27 Kasım 2025 Perşembe

Vüs'at O. Bener - Dost / Yaşamasız

 İsmi çok da öne çıkmayan , bununla birlikte 50'li yıllardan beri Türk öykücülüğünde kendine yer edinmiş bir isim Vüs'at O. Bener. İsmi de ayrı enteresan.  İlk 2 öykü kitabını bir araya getiren derleme içinde bir öyküye televizyon ekranı da düşünce, zamanla kitabına öykü ekleyip eklemediğini merak ettiğim bir durum da olmadı değil. Hikayeleri okurken aklıma birden fazla olgusallık düştü.

dünyaya düşmek: okuyucu olarak dünya işlerine sarılmış insanların hayatına birdenbire düşüveriyoruz ve geldiğimiz gibi gidiyoruz.

bir şey olmasa da bir şeyler oldu: olay örgüsü öyle bir hale geliyor ki, bakışlar, sözler bir şeyler ima ediyor, ama anlayamıyoruz. mühim bir şeyleri mi kaçırıyoruz.
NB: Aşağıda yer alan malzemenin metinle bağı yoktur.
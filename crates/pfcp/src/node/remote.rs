// SPDX-License-Identifier: Apache-2.0 OR MIT
// Copyright (c) 2025-2026 naskel.com

//! Remote (peer) PFCP nodes.

use crate::node::{IpKey, Session};
use crate::proto::{Seid, SeqNbr};
use crate::stack::{AppEvent, CommEvent, Runtime};
use crate::stats::NodeStats;
use dashmap::DashMap;
use parking_lot::{Mutex, RwLock};
use std::fmt;
use std::net::SocketAddr;
use std::sync::atomic::{AtomicI32, AtomicU64, Ordering};
use std::sync::Arc;
use std::time::SystemTime;

pub(crate) static NODES_CREATED: AtomicU64 = AtomicU64::new(0);
pub(crate) static NODES_DELETED: AtomicU64 = AtomicU64::new(0);

/// Lifecycle of a remote node.
#[derive(Debug, Clone, Copy, PartialEq, Eq)]
pub enum RemoteNodeState {
    Initialized,
    Started,
    Stopping,
    Stopped,
    /// Heartbeat retransmissions exhausted; the peer is unresponsive.
    Failed,
    /// The peer reported a Recovery Time Stamp newer than recorded.
    Restarted,
}

impl fmt::Display for RemoteNodeState {
    fn fmt(&self, f: &mut fmt::Formatter<'_>) -> fmt::Result {
        let name = match self {
            RemoteNodeState::Initialized => "Initialized",
            RemoteNodeState::Started => "Started",
            RemoteNodeState::Stopping => "Stopping",
            RemoteNodeState::Stopped => "Stopped",
            RemoteNodeState::Failed => "Failed",
            RemoteNodeState::Restarted => "Restarted",
        };
        f.write_str(name)
    }
}

/// Ring of per-window activity counters.
///
/// Any inbound datagram increments the current window; the ring is rotated
/// by the Communication stage's activity clock. A peer is idle only once a
/// full rotation has completed with every counter at zero.
#[derive(Debug)]
struct ActivityRing {
    wnds: Vec<u32>,
    cur: usize,
    /// Windows rotated through so far, saturating at the ring size.
    filled: usize,
}

impl ActivityRing {
    fn new(len: usize) -> Self {
        Self { wnds: vec![0; len.max(1)], cur: 0, filled: 0 }
    }

    fn increment(&mut self) {
        self.wnds[self.cur] += 1;
    }

    fn rotate(&mut self, wnd: usize) {
        self.cur = wnd % self.wnds.len();
        if self.filled < self.wnds.len() {
            self.filled += 1;
        }
        // the new current window starts clean
        self.wnds[self.cur] = 0;
    }

    fn has_activity(&self) -> bool {
        if self.filled < self.wnds.len() {
            // not a full rotation yet, treat as active
            return true;
        }
        self.wnds.iter().any(|&count| count > 0)
    }
}

/// A peer PFCP node (UPF/SGW-U/PGW-C counterpart of the local function).
///
/// Created explicitly by the application or on the fly when a datagram
/// arrives from an unknown source address.
pub struct RemoteNode {
    rt: Arc<Runtime>,
    addr: SocketAddr,
    ip: IpKey,
    /// Peer's Recovery Time Stamp; `None` until the first node-class exchange.
    start_time: RwLock<Option<SystemTime>>,
    state: RwLock<RemoteNodeState>,
    teid_range: AtomicI32,
    activity: Mutex<ActivityRing>,
    /// Received-request table: sequence number -> response-window tag.
    rcvd_req: Mutex<std::collections::HashMap<SeqNbr, u8>>,
    /// Sessions keyed by *remote* SEID.
    sessions: DashMap<Seid, Arc<Session>>,
    stats: NodeStats,
}

impl RemoteNode {
    pub(crate) fn new(rt: Arc<Runtime>, addr: SocketAddr) -> Arc<Self> {
        NODES_CREATED.fetch_add(1, Ordering::Relaxed);
        let nbr_wnds = rt.cfg.nbr_activity_wnds;
        let attempts = rt.cfg.max_attempts();
        Arc::new(Self {
            rt,
            addr,
            ip: IpKey::from(addr),
            start_time: RwLock::new(None),
            state: RwLock::new(RemoteNodeState::Initialized),
            teid_range: AtomicI32::new(-1),
            activity: Mutex::new(ActivityRing::new(nbr_wnds)),
            rcvd_req: Mutex::new(std::collections::HashMap::new()),
            sessions: DashMap::new(),
            stats: NodeStats::new(attempts),
        })
    }

    /// The socket address requests and responses are sent to.
    pub fn addr(&self) -> SocketAddr {
        self.addr
    }

    /// The IP key this node is registered under.
    pub fn ip_key(&self) -> IpKey {
        self.ip
    }

    pub fn state(&self) -> RemoteNodeState {
        *self.state.read()
    }

    /// Peer's recorded start time, if any exchange reported one yet.
    pub fn start_time(&self) -> Option<SystemTime> {
        *self.start_time.read()
    }

    /// Message statistics for this peer.
    pub fn stats(&self) -> &NodeStats {
        &self.stats
    }

    /// Assigned TEID range value, -1 when unassigned.
    pub fn teid_range_value(&self) -> i32 {
        self.teid_range.load(Ordering::Relaxed)
    }

    pub(crate) fn set_teid_range_value(&self, trv: i32) {
        self.teid_range.store(trv, Ordering::Relaxed);
    }

    /// Transition state and surface the change to the application.
    pub(crate) fn change_state(self: &Arc<Self>, new: RemoteNodeState) {
        let old = {
            let mut state = self.state.write();
            let old = *state;
            *state = new;
            old
        };
        self.rt.send_to_app(AppEvent::RemoteNodeStateChange {
            rn: Arc::clone(self),
            old,
            new,
        });
    }

    /// Record the peer's reported start time.
    ///
    /// The first report is recorded silently; a later report strictly newer
    /// than the recorded one is a restart: the new time is recorded, the
    /// state moves to `Restarted`, and a `RemoteNodeRestart` event is
    /// surfaced. Stale (older) reports are ignored.
    pub(crate) fn observe_start_time(self: &Arc<Self>, reported: SystemTime) {
        let restarted = {
            let mut start = self.start_time.write();
            match *start {
                None => {
                    *start = Some(reported);
                    false
                }
                Some(recorded) if reported > recorded => {
                    *start = Some(reported);
                    true
                }
                Some(_) => false,
            }
        };

        if restarted {
            log::info!("[COMM] remote {} restarted", self.ip);
            let old = {
                let mut state = self.state.write();
                let old = *state;
                *state = RemoteNodeState::Restarted;
                old
            };
            self.rt.send_to_app(AppEvent::RemoteNodeStateChange {
                rn: Arc::clone(self),
                old,
                new: RemoteNodeState::Restarted,
            });
            self.rt.send_to_app(AppEvent::RemoteNodeRestart {
                rn: Arc::clone(self),
                restart_time: reported,
            });
        }
    }

    // =======================================================================
    // Activity windows
    // =======================================================================

    /// Count one inbound datagram in the current window.
    pub(crate) fn increment_activity(&self) {
        self.activity.lock().increment();
    }

    /// Advance to window `wnd`, clearing it.
    pub(crate) fn next_activity_wnd(&self, wnd: usize) {
        self.activity.lock().rotate(wnd);
    }

    /// Whether any window of the ring saw traffic (or the ring has not
    /// completed a full rotation yet).
    pub(crate) fn check_activity(&self) -> bool {
        self.activity.lock().has_activity()
    }

    // =======================================================================
    // Received-request table
    // =======================================================================

    /// Record a received request. Returns false for a duplicate.
    pub(crate) fn add_rcvd_req(&self, seq_nbr: SeqNbr, rsp_wnd: u8) -> bool {
        let mut map = self.rcvd_req.lock();
        if map.contains_key(&seq_nbr) {
            return false;
        }
        map.insert(seq_nbr, rsp_wnd);
        true
    }

    pub(crate) fn rcvd_req_exists(&self, seq_nbr: SeqNbr) -> bool {
        self.rcvd_req.lock().contains_key(&seq_nbr)
    }

    pub(crate) fn del_rcvd_req(&self, seq_nbr: SeqNbr) -> bool {
        self.rcvd_req.lock().remove(&seq_nbr).is_some()
    }

    /// Retag an entry (response sent); false when the entry was reaped.
    pub(crate) fn set_rcvd_req_rsp_wnd(&self, seq_nbr: SeqNbr, rsp_wnd: u8) -> bool {
        match self.rcvd_req.lock().get_mut(&seq_nbr) {
            Some(tag) => {
                *tag = rsp_wnd;
                true
            }
            None => false,
        }
    }

    /// Drop every entry tagged with `rsp_wnd` (response-window GC).
    pub(crate) fn remove_old_rcvd_reqs(&self, rsp_wnd: u8) {
        self.rcvd_req.lock().retain(|_, tag| *tag != rsp_wnd);
    }

    #[cfg(test)]
    pub(crate) fn rcvd_req_len(&self) -> usize {
        self.rcvd_req.lock().len()
    }

    // =======================================================================
    // Sessions (keyed by remote SEID)
    // =======================================================================

    pub(crate) fn add_session(&self, session: &Arc<Session>) {
        let seid = session.remote_seid();
        if seid != 0 {
            self.sessions.entry(seid).or_insert_with(|| Arc::clone(session));
        }
    }

    pub(crate) fn del_session(&self, session: &Arc<Session>) {
        let seid = session.remote_seid();
        if seid != 0 {
            self.sessions.remove(&seid);
        }
    }

    /// Session for a remote SEID.
    pub fn get_session(&self, seid: Seid) -> Option<Arc<Session>> {
        self.sessions.get(&seid).map(|entry| Arc::clone(entry.value()))
    }

    /// Number of sessions registered on this peer.
    pub fn session_count(&self) -> usize {
        self.sessions.len()
    }

    pub(crate) fn first_session(&self) -> Option<Arc<Session>> {
        self.sessions.iter().next().map(|entry| Arc::clone(entry.value()))
    }

    // =======================================================================
    // Teardown
    // =======================================================================

    /// Disconnect the peer: move to `Stopping` and delete all sessions, one
    /// per `DelNxtRmtSession` event, ending in `Stopped`.
    pub fn disconnect(self: &Arc<Self>) {
        self.change_state(RemoteNodeState::Stopping);
        self.delete_all_sessions();
    }

    /// Kick off the one-session-per-event deletion chain.
    pub fn delete_all_sessions(self: &Arc<Self>) {
        self.rt.comm.send(CommEvent::DelNxtRmtSession(Arc::clone(self)));
    }
}

impl Drop for RemoteNode {
    fn drop(&mut self) {
        NODES_DELETED.fetch_add(1, Ordering::Relaxed);
    }
}

impl fmt::Debug for RemoteNode {
    fn fmt(&self, f: &mut fmt::Formatter<'_>) -> fmt::Result {
        f.debug_struct("RemoteNode")
            .field("addr", &self.addr)
            .field("state", &self.state())
            .field("teid_range", &self.teid_range_value())
            .finish()
    }
}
ilmik ilmik içiçelik: diyalog, içses, düşünme, yargı cümleleri boşluk bırakmadan arka arkaya sıralandığı oluyor. 

gotik: anadolu gotik yazını denebilir mi? Denizde açılan ve bir salda mahsur kalan iki adamın garipçeliği ne anlatmak istenmektedir.


Yazarın iki tarzı ve bunların birleşimi olan bir tekniği var. İlki yalın, tedirginliği belirgin, kırsal bir izlek takip ediyor. Diğeri ise bilinç akışıyla, sembolizmle örülü ağır denemeler içermekte. Sentezi ise en iyi çocuk düşürme temalı öyküde beliriyor, karakterlerin sözleri, düşünceleri birbirine giriyor. Buna ek olarak onunun ağırlığı ve çıplak acısı zihni karıştırıyor. Her halükarda öyküler yavaş ve hatta sesli okumalar talep ediyor okuyucusundan. Dolayısıyla kendine özgü bir sesi daha ilk eserlerinde keşfetmiş ve tarzında denemeler yaparak  bunu geliştirmiş bir yazar kendileri. Daha fazla ilgi alaka hak ediyor.